More than 50.2 million adults nationally report experiencing chronic pain due to a variety of health conditions that range from arthritis to fibromyalgia, the data showed.
Collectively, these pain-causing conditions result in $300 billion in lost productivity each year because of missed workdays other effects on job performance, the researchers said.
"Chronic pain is a serious condition that affects millions of Americans," study co-author Dr. R. Jason Yong said in a press release.
"We need all of the tools in our armamentarium to treat patients suffering from chronic pain," said Yong, medical director of the Pain Management Center at Brigham and Women's Hospital in Boston.
Chronic pain has long been among the most common health problems in the United States, though estimates of its prevalence and impact have varied widely, according to Yong and his colleagues.
In 2019, the National Center for Health Statistics, part of the U.S. Centers for Disease Control and Prevention, began questioning adults nationally about pain in its National Health Interview Survey.
The survey is produced from an annual questionnaire and offers valuable insights into the health status of adults nationwide, Yong and his colleagues said.
The researchers, from Brigham and Women's Hospital and Mass Eye and Ear in Boston, used data from nearly 32,000 respondents to the survey to estimate the prevalence of chronic pain nationally.
Just over 20% of respondents to the survey reported experiencing chronic pain, reporting missing just over 10 workdays annually, compared to those without chronic pain, who missed just under three on average.
These missed workdays result in nearly $80 billion in lost wages each year.
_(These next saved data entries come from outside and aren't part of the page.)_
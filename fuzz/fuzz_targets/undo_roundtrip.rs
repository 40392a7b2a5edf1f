#![no_main]

use gambit::Board;
use libfuzzer_sys::fuzz_target;

fuzz_target!(|choices: Vec<u8>| {
    let mut board = Board::new();
    let mut snapshots = Vec::new();

    for choice in choices.into_iter().take(64) {
        let legals = board.legal_moves();
        if legals.is_empty() {
            break;
        }
        snapshots.push(board.clone());
        let m = legals[usize::from(choice) % legals.len()];
        board.play(m).expect("legal move plays");
    }

    while let Some(snapshot) = snapshots.pop() {
        board.undo_move().expect("undo");
        assert_eq!(board, snapshot);
    }
});
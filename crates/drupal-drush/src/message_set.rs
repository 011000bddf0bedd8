//! Ordered collection of drush messages that doubles as an error value.

use serde::{Deserialize, Serialize};

use crate::message::{Marker, Message, Severity};

/// When a finished command should be reported as failed.
#[derive(Debug, Clone, Copy, Default, PartialEq, Eq, Serialize, Deserialize)]
#[serde(rename_all = "snake_case")]
pub enum FailurePolicy {
    /// Any error, warning, notice or unrecognised stderr line fails the
    /// command.
    AnyMessage,
    /// Only messages of [`Severity::Error`] fail the command. Everything
    /// else is handed back as advisories on the successful result. A
    /// non-zero exit always adds an error message, so it fails too.
    #[default]
    ErrorsOnly,
}

impl FailurePolicy {
    /// Whether `messages` should be surfaced as an error under this policy.
    pub fn is_failure(self, messages: &MessageSet) -> bool {
        match self {
            FailurePolicy::AnyMessage => !messages.is_empty(),
            FailurePolicy::ErrorsOnly => messages.has_errors(),
        }
    }
}

impl std::str::FromStr for FailurePolicy {
    type Err = String;

    fn from_str(s: &str) -> Result<Self, Self::Err> {
        match s.trim().to_ascii_lowercase().as_str() {
            "any" | "any_message" | "any-message" => Ok(FailurePolicy::AnyMessage),
            "errors" | "errors_only" | "errors-only" => Ok(FailurePolicy::ErrorsOnly),
            other => Err(format!("unknown failure policy: {other}")),
        }
    }
}

/// Errors, warnings, notices and unrecognised stderr output of one drush
/// run, in the order drush printed them.
#[derive(Debug, Clone, Default, PartialEq, Eq, Serialize, Deserialize)]
#[serde(transparent)]
pub struct MessageSet {
    messages: Vec<Message>,
}

impl MessageSet {
    pub fn new() -> Self {
        Self::default()
    }

    pub fn push(&mut self, message: Message) {
        self.messages.push(message);
    }

    pub fn len(&self) -> usize {
        self.messages.len()
    }

    pub fn is_empty(&self) -> bool {
        self.messages.is_empty()
    }

    pub fn iter(&self) -> std::slice::Iter<'_, Message> {
        self.messages.iter()
    }

    pub fn as_slice(&self) -> &[Message] {
        &self.messages
    }

    /// True if any message has [`Severity::Error`].
    pub fn has_errors(&self) -> bool {
        self.any_severity(Severity::Error)
    }

    /// True if any message is a warning. Notices count as warnings here.
    pub fn has_warnings(&self) -> bool {
        self.messages
            .iter()
            .any(|m| m.severity().normalized() == Severity::Warning)
    }

    /// True if any message was tagged `[notice]`.
    pub fn has_notices(&self) -> bool {
        self.messages
            .iter()
            .any(|m| m.marker() == Some(Marker::Notice))
    }

    /// True if any stderr line carried no recognised marker.
    pub fn has_unknowns(&self) -> bool {
        self.any_severity(Severity::Unknown)
    }

    /// Count of messages with exactly this severity.
    pub fn count(&self, severity: Severity) -> usize {
        self.messages
            .iter()
            .filter(|m| m.severity() == severity)
            .count()
    }

    /// Messages with exactly this severity, in order.
    pub fn with_severity(&self, severity: Severity) -> impl Iterator<Item = &Message> {
        self.messages
            .iter()
            .filter(move |m| m.severity() == severity)
    }

    fn any_severity(&self, severity: Severity) -> bool {
        self.messages.iter().any(|m| m.severity() == severity)
    }
}

impl std::fmt::Display for MessageSet {
    fn fmt(&self, f: &mut std::fmt::Formatter<'_>) -> std::fmt::Result {
        for message in &self.messages {
            writeln!(f, "{message}")?;
        }
        Ok(())
    }
}

impl std::error::Error for MessageSet {}

impl From<Vec<Message>> for MessageSet {
    fn from(messages: Vec<Message>) -> Self {
        MessageSet { messages }
    }
}

impl FromIterator<Message> for MessageSet {
    fn from_iter<I: IntoIterator<Item = Message>>(iter: I) -> Self {
        MessageSet {
            messages: iter.into_iter().collect(),
        }
    }
}

impl IntoIterator for MessageSet {
    type Item = Message;
    type IntoIter = std::vec::IntoIter<Message>;

    fn into_iter(self) -> Self::IntoIter {
        self.messages.into_iter()
    }
}

impl<'a> IntoIterator for &'a MessageSet {
    type Item = &'a Message;
    type IntoIter = std::slice::Iter<'a, Message>;

    fn into_iter(self) -> Self::IntoIter {
        self.messages.iter()
    }
}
Those with chronic pain also reported more limitations to participation in social activities and daily activities, the researchers said.
Back, hip, knee and foot pain were the most common sources of pain reported, and physical therapy and massage therapy were most commonly sought as treatments.
"Given the overall scale and impact of pain on Americans, we see that a multimodal, multidisciplinary approach to treating pain is even more important," Yong said.
"Pain medicine is relatively young as a field, and it encompasses specialties including emergency medicine, anesthesia, psychiatry, neurology, physiatry and radiology," he said.